For their recent study, they put it to the test in identifying 10 diverse diseases with existing PheKB algorithms: abdominal aortic aneurysm, atrial fibrillation, attention deficit hyperactivity disorder, autism, Crohn’s disease, dementia, herpes zoster, multiple sclerosis, sickle cell disease, and type 2 diabetes mellitus.
The performance of Phe2vec and PheKB algorithms were compared head-to-head using manual chart review of progress notes. Overall, Phe2vec and PheKB achieved an average positive predictive value of 0.94 and 0.82, respectively.
It matters less that Phe2vec performed modestly better than existing algorithms than it was in most cases “as good as” rigorously defined rules in the PheKB across a sampling of disease and data types, he says. Autism was the exception and likely relates to the fact that diagnosis is based less on quantitative measurements than an interview process where physicians’ insights and impressions are being captured narratively.
Phe2vec currently relies on word embedding algorithms, namely Word2vec, developed to study word networks in text. But more advanced natural language processing techniques could be applied to future iterations of the methodology to take in raw text from physician notes “more comprehensively” and hopefully improve its performance on diseases that rely on insights from observational data, says Glicksberg.

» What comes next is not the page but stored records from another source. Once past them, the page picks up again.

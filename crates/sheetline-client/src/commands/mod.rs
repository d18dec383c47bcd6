//! Subcommand implementations.

pub mod build;
pub mod config;
pub mod convert;
pub mod locate;

use sheetline_core::TimelineConfiguration;
use sheetline_feed::FeedSource;

use crate::config::ClientConfig;
use crate::error::{ClientError, ClientResult};

/// Serializes a timeline configuration for stdout.
pub fn render_json(config: &TimelineConfiguration, pretty: bool) -> ClientResult<String> {
    let result = if pretty {
        serde_json::to_string_pretty(config)
    } else {
        serde_json::to_string(config)
    };
    result.map_err(|e| ClientError::Output(format!("failed to serialize configuration: {}", e)))
}

/// Creates the feed source described by the `[feed]` settings.
#[cfg(feature = "google")]
pub fn build_source(config: &ClientConfig) -> ClientResult<Box<dyn FeedSource>> {
    use sheetline_feed::google::GoogleSheetsSource;

    let source_config = config
        .feed
        .to_source_config()
        .map_err(|e| ClientError::Config(format!("invalid [feed] settings: {}", e)))?;
    let source = GoogleSheetsSource::new(source_config)?;
    tracing::debug!(base_url = %source.config().base_url, "Google Sheets source initialized");
    Ok(Box::new(source))
}

/// Creates the feed source described by the `[feed]` settings.
///
/// Without Google Sheets support every fetch fails with a configuration
/// error; offline commands keep working.
#[cfg(not(feature = "google"))]
pub fn build_source(_config: &ClientConfig) -> ClientResult<Box<dyn FeedSource>> {
    use sheetline_feed::{ErrorSource, SourceError};

    tracing::warn!("built without Google Sheets support; feeds cannot be fetched");
    Ok(Box::new(ErrorSource::new(
        "google",
        &SourceError::configuration("sheetline was built without Google Sheets support"),
    )))
}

Developers are also trying to create ways to embed quantitative information from modalities other than structured and unstructured EHR data—such as imaging and electrocardiograms—into disease representations, he adds.
Now And Later
The research team has submitted proposals to assess the similarity of the data warehoused by the Mount Sinai Health System to that of other systems, Glicksberg says. It also wants to characterize diseases more comprehensively by learning representations of various conditions from multiple heath systems at the same time.

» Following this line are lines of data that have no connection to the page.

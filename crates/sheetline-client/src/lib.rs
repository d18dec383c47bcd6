//! CLI, config file, output rendering
//!
//! This crate provides the `sheetline` command-line interface.

pub mod cli;
pub mod commands;
pub mod config;
pub mod error;

pub use cli::Cli;
pub use error::{ClientError, ClientResult};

This will be done in a privacy-preserving fashion through federated learning, so no identified data leaves the secure environment of participating health systems, he notes.
Outside researchers can start using Phe2vec for retrospective EHR-based analysis at their own institution now, based on the code that Miotto has released, says Glicksberg. But it will be a while before Phe2vec gets any pragmatic and prospective clinical use.
The goal in any case is to “learning representations of diseases,” including how data is entered in the records of health systems and how it can be leveraged for retrospective analyses, he says. Among the potential applications are to expedite clinical trial enrollment by prioritizing candidates who might fit the inclusion and exclusion criteria. If genetic data gets added to representations, Phe2vec might also be of utility in identifying people for research on rare diseases.
The “beauty” of such an approach is that it can crunch a lot of data across many modalities at once, says Glicksberg. In theory, Phe2vec could one day aid in decision-making by clinical practitioners regarding needed screenings and diagnostic tests.